## Work request:
Only lines holding the word "Some" are wanted from the records; copy all of them.

* * * *

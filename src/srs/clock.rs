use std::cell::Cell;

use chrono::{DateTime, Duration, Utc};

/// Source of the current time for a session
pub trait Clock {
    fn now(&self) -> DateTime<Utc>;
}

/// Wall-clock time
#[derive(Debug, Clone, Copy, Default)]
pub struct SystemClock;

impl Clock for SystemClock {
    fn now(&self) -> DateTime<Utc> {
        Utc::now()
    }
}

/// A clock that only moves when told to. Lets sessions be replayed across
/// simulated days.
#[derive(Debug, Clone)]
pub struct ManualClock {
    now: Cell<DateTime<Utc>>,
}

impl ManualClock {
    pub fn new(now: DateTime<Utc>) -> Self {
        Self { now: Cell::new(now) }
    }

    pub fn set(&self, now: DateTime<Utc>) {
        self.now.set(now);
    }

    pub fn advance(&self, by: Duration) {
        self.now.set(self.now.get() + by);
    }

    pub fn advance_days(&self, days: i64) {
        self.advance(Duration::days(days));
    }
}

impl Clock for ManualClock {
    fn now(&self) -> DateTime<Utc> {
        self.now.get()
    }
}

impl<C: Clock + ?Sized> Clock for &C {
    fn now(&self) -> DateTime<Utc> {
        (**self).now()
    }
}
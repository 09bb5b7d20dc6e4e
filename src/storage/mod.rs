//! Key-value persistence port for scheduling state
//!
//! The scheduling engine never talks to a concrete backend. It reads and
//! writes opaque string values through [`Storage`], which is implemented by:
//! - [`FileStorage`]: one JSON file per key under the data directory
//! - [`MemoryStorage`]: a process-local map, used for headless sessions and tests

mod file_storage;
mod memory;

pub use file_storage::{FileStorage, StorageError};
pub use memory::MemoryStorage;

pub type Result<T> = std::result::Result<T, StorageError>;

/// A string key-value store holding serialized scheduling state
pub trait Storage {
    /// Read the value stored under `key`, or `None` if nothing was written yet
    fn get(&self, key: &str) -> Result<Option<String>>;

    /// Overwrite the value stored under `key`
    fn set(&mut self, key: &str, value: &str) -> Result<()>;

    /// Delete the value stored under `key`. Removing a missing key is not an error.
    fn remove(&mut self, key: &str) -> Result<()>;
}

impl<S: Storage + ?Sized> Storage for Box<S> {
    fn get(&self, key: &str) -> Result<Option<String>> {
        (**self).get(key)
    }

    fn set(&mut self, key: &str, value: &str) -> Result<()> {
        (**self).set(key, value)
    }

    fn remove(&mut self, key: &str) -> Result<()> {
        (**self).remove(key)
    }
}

* * * *

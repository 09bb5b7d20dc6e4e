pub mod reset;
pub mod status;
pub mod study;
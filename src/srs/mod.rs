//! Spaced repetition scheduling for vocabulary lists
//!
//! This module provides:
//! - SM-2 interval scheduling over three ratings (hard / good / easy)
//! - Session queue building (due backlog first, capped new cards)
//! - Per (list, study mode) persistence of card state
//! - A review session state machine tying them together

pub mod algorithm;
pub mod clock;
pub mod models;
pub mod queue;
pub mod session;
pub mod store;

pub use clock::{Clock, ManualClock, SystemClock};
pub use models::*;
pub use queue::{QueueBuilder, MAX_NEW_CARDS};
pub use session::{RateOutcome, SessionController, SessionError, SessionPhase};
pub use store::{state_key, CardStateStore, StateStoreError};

* * * *

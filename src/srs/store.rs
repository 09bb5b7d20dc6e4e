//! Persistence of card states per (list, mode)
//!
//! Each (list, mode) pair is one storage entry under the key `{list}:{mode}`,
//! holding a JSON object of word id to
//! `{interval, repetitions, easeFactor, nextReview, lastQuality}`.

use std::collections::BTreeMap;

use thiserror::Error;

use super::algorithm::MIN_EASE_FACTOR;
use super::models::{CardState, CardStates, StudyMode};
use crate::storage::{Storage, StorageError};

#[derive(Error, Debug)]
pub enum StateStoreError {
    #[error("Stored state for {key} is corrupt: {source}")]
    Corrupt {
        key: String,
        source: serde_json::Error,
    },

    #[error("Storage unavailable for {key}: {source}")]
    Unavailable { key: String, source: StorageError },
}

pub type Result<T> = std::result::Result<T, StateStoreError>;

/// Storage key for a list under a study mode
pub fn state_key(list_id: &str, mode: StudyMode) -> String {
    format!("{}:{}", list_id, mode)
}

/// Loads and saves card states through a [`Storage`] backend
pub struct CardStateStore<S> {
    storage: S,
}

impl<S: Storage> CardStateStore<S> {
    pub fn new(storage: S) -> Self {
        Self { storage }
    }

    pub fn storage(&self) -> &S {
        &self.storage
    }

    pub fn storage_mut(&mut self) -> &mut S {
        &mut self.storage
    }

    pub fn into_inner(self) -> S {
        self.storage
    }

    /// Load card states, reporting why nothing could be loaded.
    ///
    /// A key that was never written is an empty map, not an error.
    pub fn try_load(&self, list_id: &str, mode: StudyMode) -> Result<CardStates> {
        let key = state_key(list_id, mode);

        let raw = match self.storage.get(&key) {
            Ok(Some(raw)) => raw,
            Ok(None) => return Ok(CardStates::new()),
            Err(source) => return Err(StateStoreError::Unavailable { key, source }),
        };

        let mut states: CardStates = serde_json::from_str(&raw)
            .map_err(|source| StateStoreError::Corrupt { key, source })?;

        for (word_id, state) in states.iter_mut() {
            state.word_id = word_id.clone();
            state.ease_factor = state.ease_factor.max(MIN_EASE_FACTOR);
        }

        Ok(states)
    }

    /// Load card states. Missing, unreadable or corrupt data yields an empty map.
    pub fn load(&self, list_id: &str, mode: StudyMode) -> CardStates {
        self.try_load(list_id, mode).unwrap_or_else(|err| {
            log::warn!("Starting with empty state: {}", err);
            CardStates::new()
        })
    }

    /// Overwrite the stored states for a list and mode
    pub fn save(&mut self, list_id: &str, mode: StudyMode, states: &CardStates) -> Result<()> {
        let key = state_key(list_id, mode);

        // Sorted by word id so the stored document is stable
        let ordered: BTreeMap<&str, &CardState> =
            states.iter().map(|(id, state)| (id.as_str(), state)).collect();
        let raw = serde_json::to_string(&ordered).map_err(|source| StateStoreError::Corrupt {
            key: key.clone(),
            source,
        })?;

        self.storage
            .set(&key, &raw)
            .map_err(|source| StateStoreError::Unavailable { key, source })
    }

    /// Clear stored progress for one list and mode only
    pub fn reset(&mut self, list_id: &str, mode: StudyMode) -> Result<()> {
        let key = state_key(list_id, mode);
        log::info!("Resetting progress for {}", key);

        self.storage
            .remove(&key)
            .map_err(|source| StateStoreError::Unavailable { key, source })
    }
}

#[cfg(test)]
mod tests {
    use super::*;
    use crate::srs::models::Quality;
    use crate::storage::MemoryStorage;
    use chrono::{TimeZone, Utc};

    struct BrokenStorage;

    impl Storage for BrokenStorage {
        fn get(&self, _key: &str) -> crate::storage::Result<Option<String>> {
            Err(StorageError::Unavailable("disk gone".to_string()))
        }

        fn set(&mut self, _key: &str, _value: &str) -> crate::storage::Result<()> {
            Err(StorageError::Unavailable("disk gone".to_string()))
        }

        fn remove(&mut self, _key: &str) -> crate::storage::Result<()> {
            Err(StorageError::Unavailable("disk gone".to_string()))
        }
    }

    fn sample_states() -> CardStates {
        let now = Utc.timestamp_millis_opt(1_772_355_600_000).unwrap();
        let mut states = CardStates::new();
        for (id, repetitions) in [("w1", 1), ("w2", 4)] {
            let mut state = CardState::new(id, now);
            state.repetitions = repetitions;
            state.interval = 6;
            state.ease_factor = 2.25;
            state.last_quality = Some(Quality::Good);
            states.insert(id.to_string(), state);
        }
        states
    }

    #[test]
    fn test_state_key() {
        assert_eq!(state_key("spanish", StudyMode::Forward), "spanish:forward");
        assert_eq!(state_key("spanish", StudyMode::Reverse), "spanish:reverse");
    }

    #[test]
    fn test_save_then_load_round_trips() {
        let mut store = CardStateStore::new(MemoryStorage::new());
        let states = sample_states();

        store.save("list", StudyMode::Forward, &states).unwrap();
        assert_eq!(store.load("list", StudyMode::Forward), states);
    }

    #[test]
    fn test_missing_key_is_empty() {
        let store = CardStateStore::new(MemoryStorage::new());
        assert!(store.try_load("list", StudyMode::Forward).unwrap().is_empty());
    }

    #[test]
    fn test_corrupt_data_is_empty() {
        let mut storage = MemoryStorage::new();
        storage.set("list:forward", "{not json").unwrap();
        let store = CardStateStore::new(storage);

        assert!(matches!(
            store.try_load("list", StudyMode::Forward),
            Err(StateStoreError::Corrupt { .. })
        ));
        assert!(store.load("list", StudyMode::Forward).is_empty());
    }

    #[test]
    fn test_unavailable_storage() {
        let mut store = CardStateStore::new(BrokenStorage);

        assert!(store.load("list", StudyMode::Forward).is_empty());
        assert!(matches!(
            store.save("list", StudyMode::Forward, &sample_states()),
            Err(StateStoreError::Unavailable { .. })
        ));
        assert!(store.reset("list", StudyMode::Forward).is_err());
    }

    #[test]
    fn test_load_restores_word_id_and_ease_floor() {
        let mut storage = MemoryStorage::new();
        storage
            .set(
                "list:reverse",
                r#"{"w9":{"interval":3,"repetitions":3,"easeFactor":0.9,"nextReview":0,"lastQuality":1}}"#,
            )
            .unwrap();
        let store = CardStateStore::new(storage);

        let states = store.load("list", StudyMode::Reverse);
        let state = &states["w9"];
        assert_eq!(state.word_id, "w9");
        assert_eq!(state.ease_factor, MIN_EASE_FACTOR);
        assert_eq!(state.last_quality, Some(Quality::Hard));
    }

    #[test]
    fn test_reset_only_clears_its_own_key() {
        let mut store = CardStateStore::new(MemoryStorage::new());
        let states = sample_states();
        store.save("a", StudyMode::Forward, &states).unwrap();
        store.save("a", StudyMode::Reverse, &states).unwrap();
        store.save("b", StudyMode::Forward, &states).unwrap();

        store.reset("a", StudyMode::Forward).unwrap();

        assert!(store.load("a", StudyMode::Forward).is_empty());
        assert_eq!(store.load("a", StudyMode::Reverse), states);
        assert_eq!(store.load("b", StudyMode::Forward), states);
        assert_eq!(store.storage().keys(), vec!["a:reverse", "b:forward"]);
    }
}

* * * *

## Written response:
            Ok(Some(raw)) => raw,
            state.last_quality = Some(Quality::Good);
        assert_eq!(state.last_quality, Some(Quality::Hard));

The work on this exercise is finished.